En el sentido otorgado por el francés, la victoria del sistema australiano y su conversión en la nueva realpolitik es más que evidente. El suyo es un triunfo político, cuyo éxito se dispersa por el mundo ante la difusión del debate migratorio. Se trata, de alguna manera, de un precedente efectivo y recatado del proyecto trumpista.
«En el modelo australiano cristalizan de forma nítida las derivas más crudas de la gubernamentalidad contemporánea: la criminalización de los solicitantes de asilo, la neoliberalización de los criterios de acogida, y una modalidad de externalización fronteriza que recupera y reproduce dinámicas de dependencia»
Desde que, en 2002, Tony Blair rompiese el hielo y expusiese en su “New Vision for Refugees” la conveniencia de apostar por la externalización fronteriza, la política migratoria de la Unión Europea ha ido consolidando poco a poco el modelo de la deslocalización y la securitización. El acuerdo con Turquía fue tan solo un estadío, quizá más cuantioso y visible, en una dinámica que llevaba años gestándose, y que continuará desarrollándose tras la caída de Kabul y el incremento exponencial de los desplazados afganos.

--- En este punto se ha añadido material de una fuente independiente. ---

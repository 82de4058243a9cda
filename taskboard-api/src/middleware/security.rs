/// Security headers middleware
///
/// This module provides middleware to add security-related HTTP headers
/// to all responses.
///
/// # Headers Applied
///
/// - `X-Content-Type-Options: nosniff` - Prevents MIME type sniffing
/// - `X-Frame-Options: DENY` - Prevents clickjacking
/// - `Referrer-Policy: strict-origin-when-cross-origin` - Controls referrer information
/// - `Cache-Control: no-store` - Keeps per-user JSON out of shared caches
/// - `Strict-Transport-Security` - Forces HTTPS (production only)
///
/// # Example
///
/// ```no_run
/// use axum::Router;
/// use taskboard_api::middleware::security::SecurityHeadersLayer;
///
/// let app: Router = Router::new()
///     .layer(SecurityHeadersLayer::new(true)); // true = production mode
/// ```

use axum::{
    extract::Request,
    http::{header, HeaderValue},
    response::Response,
};
use std::task::{Context, Poll};
use tower::{Layer, Service};

/// Security headers middleware layer
#[derive(Clone)]
pub struct SecurityHeadersLayer {
    /// Whether to enable HSTS (HTTPS-only, should be true in production)
    enable_hsts: bool,
}

impl SecurityHeadersLayer {
    /// Creates a new security headers layer
    ///
    /// # Arguments
    ///
    /// * `enable_hsts` - Whether to enable HSTS header (use true for production with HTTPS)
    pub fn new(enable_hsts: bool) -> Self {
        Self { enable_hsts }
    }
}

impl<S> Layer<S> for SecurityHeadersLayer {
    type Service = SecurityHeadersMiddleware<S>;

    fn layer(&self, inner: S) -> Self::Service {
        SecurityHeadersMiddleware {
            inner,
            enable_hsts: self.enable_hsts,
        }
    }
}

/// Security headers middleware service
#[derive(Clone)]
pub struct SecurityHeadersMiddleware<S> {
    inner: S,
    enable_hsts: bool,
}

impl<S> Service<Request> for SecurityHeadersMiddleware<S>
where
    S: Service<Request, Response = Response> + Send + 'static,
    S::Future: Send + 'static,
{
    type Response = S::Response;
    type Error = S::Error;
    type Future = std::pin::Pin<
        Box<dyn std::future::Future<Output = Result<Self::Response, Self::Error>> + Send>,
    >;

    fn poll_ready(&mut self, cx: &mut Context<'_>) -> Poll<Result<(), Self::Error>> {
        self.inner.poll_ready(cx)
    }

    fn call(&mut self, request: Request) -> Self::Future {
        let future = self.inner.call(request);
        let enable_hsts = self.enable_hsts;

        Box::pin(async move {
            let mut response = future.await?;

            let headers = response.headers_mut();

            headers.insert(
                header::X_CONTENT_TYPE_OPTIONS,
                HeaderValue::from_static("nosniff"),
            );
            headers.insert(header::X_FRAME_OPTIONS, HeaderValue::from_static("DENY"));
            headers.insert(
                header::REFERRER_POLICY,
                HeaderValue::from_static("strict-origin-when-cross-origin"),
            );

            // Handlers may set their own caching policy
            if !headers.contains_key(header::CACHE_CONTROL) {
                headers.insert(header::CACHE_CONTROL, HeaderValue::from_static("no-store"));
            }

            // HSTS (only in production with HTTPS)
            if enable_hsts {
                headers.insert(
                    header::STRICT_TRANSPORT_SECURITY,
                    HeaderValue::from_static("max-age=31536000; includeSubDomains"),
                );
            }

            Ok(response)
        })
    }
}

#[cfg(test)]
mod tests {
    use super::*;
    use axum::{body::Body, http::StatusCode, response::IntoResponse, routing::get, Router};
    use tower::Service as _;

    async fn handler() -> impl IntoResponse {
        (StatusCode::OK, "test")
    }

    async fn call(production: bool) -> Response {
        let mut app = Router::new()
            .route("/test", get(handler))
            .layer(SecurityHeadersLayer::new(production));

        app.call(Request::builder().uri("/test").body(Body::empty()).unwrap())
            .await
            .unwrap()
    }

    #[tokio::test]
    async fn test_security_headers_applied() {
        let response = call(false).await;
        let headers = response.headers();

        assert_eq!(headers.get("X-Content-Type-Options").unwrap(), "nosniff");
        assert_eq!(headers.get("X-Frame-Options").unwrap(), "DENY");
        assert_eq!(
            headers.get("Referrer-Policy").unwrap(),
            "strict-origin-when-cross-origin"
        );
        assert_eq!(headers.get("Cache-Control").unwrap(), "no-store");
    }

    #[tokio::test]
    async fn test_hsts_enabled_in_production() {
        let response = call(true).await;
        assert!(response.headers().get("Strict-Transport-Security").is_some());
    }

    #[tokio::test]
    async fn test_hsts_disabled_in_dev() {
        let response = call(false).await;
        assert!(response.headers().get("Strict-Transport-Security").is_none());
    }
}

Así, siguiendo al pie de la letra la tesis foucaultiana, para entender mejor los orígenes y consecuencias de estas retóricas y decisiones hay que poner la mirada en el Índico. En el modelo australiano cristalizan de forma nítida las derivas más crudas de la gubernamentalidad contemporánea: la criminalización de los solicitantes de asilo, la neoliberalización de los criterios de acogida, y una modalidad de externalización fronteriza que recupera y reproduce dinámicas de dependencia. Australia es ejemplo de todo ello y, al mismo tiempo, inspiración para unos meses, los venideros, que prometen colocar al migrante, una vez más, entre la espada y la pared.